SAÚDE DE ITABUNA QUER ATENDIMENTO EFICAZ E HUMANIZADO NA SAÚDE MENTAL

 O secretário Municipal de Saúde, Vitor Lavinsky, afirmou na manhã desta segunda-feira, que uma das metas principais de trabalho é a reestruturação da rede de saúde mental em Itabuna que necessita de um olhar mais do que especial. Hoje pela manhã ele visitou os três Centros de Atenção Psicossocial (Caps), a Unidade de Saúde José Maria de Magalhães Neto (no antigo Sesp) e a Policlínica Dois de Julho, ambas no centro da cidade.

Acompanhado da diretora de Planejamento, Lísias Miranda São Mateus e de técnicos da Secretaria de Saúde de Itabuna, ele esteve primeiro no CAPS Adulto II, no Jardim Alamar, onde, a exemplo do CAPs Infantil-Adolescente (CAPs-IA), no Góes Calmon, funcionam, mas precisam de melhoria nas instalações físicas e hidráulicas e a contratação de mais profissionais de saúde.

Os dois CAPs juntos tem cadastrados mais de quatro mil pacientes com atendimento diário a mais de 200 pacientes com algum tipo de transtorno mental.

Mas foi no terceiro Centro de Atenção Psicossocial Álcool-Drogas (CAPs-AD), no bairro de Fátima, que o secretário e os técnicos ficaram estarrecidos diante da situação caótica em que se encontra o local. “É desumano trabalhar e principalmente prestar um serviço médico especializado num ambiente como esse”, desabafou, adiantando que estuda a possibilidade de transferência imediata da unidade para um novo prédio.

Os problemas começam com paredes úmidas e mofadas, faltam móveis e equipamentos médicos, instalações hidráulicas e elétricas deficientes e matagal na área externa. O CAPs- AD já havia sido notificado pela Vigilância Sanitária no ano passado devido justamente as péssimas condições em que se encontra o prédio. A unidade mantém mais de 1.600 pacientes cadastrados e atendimento diário para mais de 50 usuários com dependência de álcool e outros tipos de drogas.   

Atendimento humanizado
“Primeiro vamos resolver as prioridades e sabemos que não são poucas, e logo em seguida colocar o que for possível para funcionar de forma eficiente e mais humanizada para que a população não sofra por falta de assistência à saúde na rede pública em Itabuna”, garantiu o secretário.

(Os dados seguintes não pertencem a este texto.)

//! The host side of a render: registry, request state and site URLs.
//!
//! A [`Request`] is built once per page render and dropped afterwards. It
//! carries everything a hook callback may consult, including the one piece
//! of memoized state: the render-blocking stylesheet list.

mod manifest;
mod registry;
mod render;

use std::cell::OnceCell;
use std::time::Duration;

pub use manifest::Manifest;
pub use registry::{RegisteredAsset, Registry, STRATEGY};
pub use render::render_page;

use crate::cache::{DEFAULT_TTL, Transients, prefix};
use crate::settings::Settings;
use crate::utils::{hash, url};

/// Capabilities and context of the current request.
#[derive(Debug, Clone, Copy, PartialEq, Eq)]
pub struct RequestFlags {
    /// The administrative toolbar is shown on this page.
    pub admin_bar: bool,
    /// The request is for an administrative screen.
    pub admin: bool,
    /// The host supports per-script loading strategies.
    pub strategy: bool,
}

impl Default for RequestFlags {
    fn default() -> Self {
        Self {
            admin_bar: false,
            admin: false,
            strategy: true,
        }
    }
}

/// Base URLs used to resolve relative asset paths.
#[derive(Debug, Clone, PartialEq, Eq)]
pub struct SiteUrls {
    /// Site root, e.g. `https://example.com`.
    pub home: String,
    /// Active theme's asset directory.
    pub theme: String,
}

impl SiteUrls {
    pub fn new(home: impl Into<String>, theme: impl Into<String>) -> Self {
        Self {
            home: home.into(),
            theme: theme.into(),
        }
    }

    /// `path` under the site root.
    pub fn home_url(&self, path: &str) -> String {
        url::join(&self.home, path)
    }

    /// `path` under the active theme directory.
    pub fn theme_url(&self, path: &str) -> String {
        url::join(&self.theme, path)
    }

    /// Resolve a user-supplied URL:
    /// - absolute / protocol-relative: unchanged
    /// - `/path`: against the site root
    /// - anything else: against the theme directory
    pub fn resolve(&self, raw: &str) -> String {
        if url::is_absolute(raw) {
            raw.to_string()
        } else if url::is_root_relative(raw) {
            self.home_url(raw)
        } else {
            self.theme_url(raw)
        }
    }

    /// Source URL of a registered asset with its version query.
    pub fn asset_src(&self, asset: &RegisteredAsset) -> String {
        let src = if url::is_root_relative(&asset.src) {
            self.home_url(&asset.src)
        } else {
            asset.src.clone()
        };
        match asset.version() {
            Some(ver) => url::add_query_arg(&src, "ver", ver),
            None => src,
        }
    }
}

/// Per-request context handed to every hook callback.
pub struct Request<'a> {
    pub settings: &'a Settings,
    pub registry: Registry,
    pub flags: RequestFlags,
    pub site: &'a SiteUrls,
    transients: &'a dyn Transients,
    ttl: Duration,
    render_blocking: OnceCell<Vec<String>>,
}

impl<'a> Request<'a> {
    pub fn new(
        settings: &'a Settings,
        registry: Registry,
        flags: RequestFlags,
        site: &'a SiteUrls,
        transients: &'a dyn Transients,
    ) -> Self {
        Self {
            settings,
            registry,
            flags,
            site,
            transients,
            ttl: DEFAULT_TTL,
            render_blocking: OnceCell::new(),
        }
    }

    /// Override the transient lifetime used for cached lists.
    pub fn with_ttl(mut self, ttl: Duration) -> Self {
        self.ttl = ttl;
        self
    }

    /// Whether this is a front-end (non-admin) request.
    pub fn is_frontend(&self) -> bool {
        !self.flags.admin
    }

    /// Stylesheet handles that stay render-blocking.
    ///
    /// Computed on first use and memoized for the rest of the request,
    /// read through the transient cache.
    pub fn render_blocking_handles(&self) -> &[String] {
        self.render_blocking.get_or_init(|| {
            let handles = self.settings.defer_styles.get().cloned().unwrap_or_default();
            let key = format!("{}{}", prefix::DEFER_STYLES, hash::fingerprint_list(&handles));
            match self.transients.get(&key) {
                Some(cached) => cached,
                None => {
                    self.transients.set(&key, handles.clone(), Some(self.ttl));
                    handles
                }
            }
        })
    }
}

/// Run `f` against a request with default settings and an empty registry.
#[cfg(test)]
pub fn test_request(f: impl FnOnce(&mut Request<'_>)) {
    let settings = Settings::default();
    let site = SiteUrls::new("https://example.com", "https://example.com/themes/child");
    let transients = crate::cache::MemoryTransients::new();
    let mut req = Request::new(
        &settings,
        Registry::default(),
        RequestFlags::default(),
        &site,
        &transients,
    );
    f(&mut req);
}
//! Load non-critical stylesheets without blocking render.
//!
//! A deferred stylesheet is emitted twice:
//!
//! ```html
//! <noscript><link rel='stylesheet' id='fallback-theme-css' href='...' media='all' /></noscript>
//! <link rel='stylesheet' id='theme-css' href='...' media='print' onload="this.media='all'; this.onload=null;" />
//! ```
//!
//! The `print` media keeps the browser from blocking on it; `onload` flips
//! it to `all` once fetched. The `<noscript>` copy covers script-less
//! clients.

use std::fmt::Write;

use crate::hooks::StyleTag;
use crate::host::Request;
use crate::utils::html::{self, Attr, StartTag};

const PRINT: &str = "print";
const FALLBACK_PREFIX: &str = "fallback-";
const ONLOAD: &str = "this.media='all'; this.onload=null;";

/// `StyleLoaderTag` filter.
pub fn defer_stylesheet(req: &Request<'_>, tag: String, style: &StyleTag) -> String {
    if !req.settings.defer_styles.is_on() || req.flags.admin_bar || !req.is_frontend() {
        return tag;
    }

    let mut out = String::with_capacity(tag.len() * 2);
    let mut rest = tag.as_str();
    let mut checked_blocking = false;

    // Every `<link>` in the fragment is handled, e.g. an RTL companion.
    while let Some(span) = html::find_start_tag(rest, "link") {
        let source = &rest[span.before.len()..rest.len() - span.after.len()];
        out.push_str(span.before);

        let media = span.tag.get("media").unwrap_or(&style.media);
        if media.trim().eq_ignore_ascii_case(PRINT) {
            out.push_str(source);
            rest = span.after;
            continue;
        }
        if !checked_blocking {
            if req.render_blocking_handles().contains(&style.handle) {
                return tag;
            }
            checked_blocking = true;
        }

        let _ = write!(out, "<noscript>{}</noscript>{}", fallback_tag(&span.tag), deferred_tag(&span.tag));
        rest = span.after;
    }
    out.push_str(rest);
    out
}

/// A copy of `live` whose id carries the fallback prefix.
fn fallback_tag(live: &StartTag) -> StartTag {
    let mut tag = live.clone();
    if let Some(id) = tag.get("id").filter(|id| !id.is_empty()) {
        let id = format!("{FALLBACK_PREFIX}{id}");
        tag.set("id", id);
    }
    tag
}

/// A copy of `live` with `media='print'` and a self-clearing `onload`.
fn deferred_tag(live: &StartTag) -> StartTag {
    let mut tag = live.clone();
    tag.set("media", PRINT);

    // `Attr::new` switches to double quotes around the handler's single ones
    tag.set_after("media", Attr::new("onload", ONLOAD, tag.preferred_quote()));
    tag
}
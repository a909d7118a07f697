//! Configuration utility types.
//!
//! | Module   | Purpose                                      |
//! |----------|----------------------------------------------|
//! | `error`  | Configuration error types                    |
//! | `field`  | Field paths used in diagnostics              |

mod error;
mod field;

pub use error::{ConfigDiagnostics, ConfigError};
pub use field::FieldPath;
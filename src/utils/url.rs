//! URL string helpers.
//!
//! These work on strings rather than `url::Url` because site roots may carry
//! a path (`https://example.com/blog`) that `Url::join` would drop for
//! root-relative input.

/// Check if a URL is absolute: scheme-prefixed or protocol-relative.
pub fn is_absolute(url: &str) -> bool {
    url.starts_with("//") || ::url::Url::parse(url).is_ok_and(|u| !u.cannot_be_a_base())
}

/// Check if a URL is root-relative (`/path`, but not `//host`).
pub fn is_root_relative(url: &str) -> bool {
    url.starts_with('/') && !url.starts_with("//")
}

/// Join `path` onto `base` with exactly one slash between them.
pub fn join(base: &str, path: &str) -> String {
    let base = base.trim_end_matches('/');
    let path = path.trim_start_matches('/');
    if path.is_empty() {
        return base.to_string();
    }
    format!("{base}/{path}")
}

/// Append `key=value` to the query of `url`, before any fragment.
pub fn add_query_arg(url: &str, key: &str, value: &str) -> String {
    let (head, fragment) = match url.split_once('#') {
        Some((head, frag)) => (head, Some(frag)),
        None => (url, None),
    };
    let sep = if head.contains('?') { '&' } else { '?' };
    match fragment {
        Some(frag) => format!("{head}{sep}{key}={value}#{frag}"),
        None => format!("{head}{sep}{key}={value}"),
    }
}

Vitor Lavinsky disse ainda que não será possível resolver todos os problemas da saúde, muitos deles antigos, em apenas um mês, “mas o desafio está lançado e vamos trabalhar para garantir uma assistência médica gratuita de qualidade e mais eficiente, porque essa é uma das propostas de governo do prefeito Fernando Gomes”.    

“Eu acredito que a saúde pública em Itabuna vai melhor muito a partir de agora porque Fernando (Gomes) sempre teve um olhar especial para essa área. Já temos até uma psicóloga aqui depois de um ano sem esse profissional”, complementa Sandra Alves Nascimento, mãe Kauá, de 13 anos e um dos pacientes do CAPs-IA.

Outro desafio que o secretário de Saúde de Itabuna diz ter pela frente é com a rede da Atenção Básica. Ainda durante visita que ele fez tanto na Unidade de Saúde José Maria de Magalhães Neto quanto na Policlínica Dois de Julho, também ficou surpreso pelas péssimas condições estruturais, a falta de mobiliário e equipamentos que impedem o funcionamento de importantes serviços, a exemplo do setor de oftalmologia que funcionava na Policlínica. O único aparelho para exames oftalmológicos está parado por falta de manutenção. Algumas salas que poderiam servir de consultório médico foram transformadas em depósito de entulhos.

“Teremos muito trabalho daqui pra frente, mas também temos boa vontade e disposição. E para começar, vamos priorizar tudo o que for possível para que a saúde pública em Itabuna funcione logo e plenamente. Só precisamos um pouco mais de paciência da comunidade”, pediu o secretário de Saúde.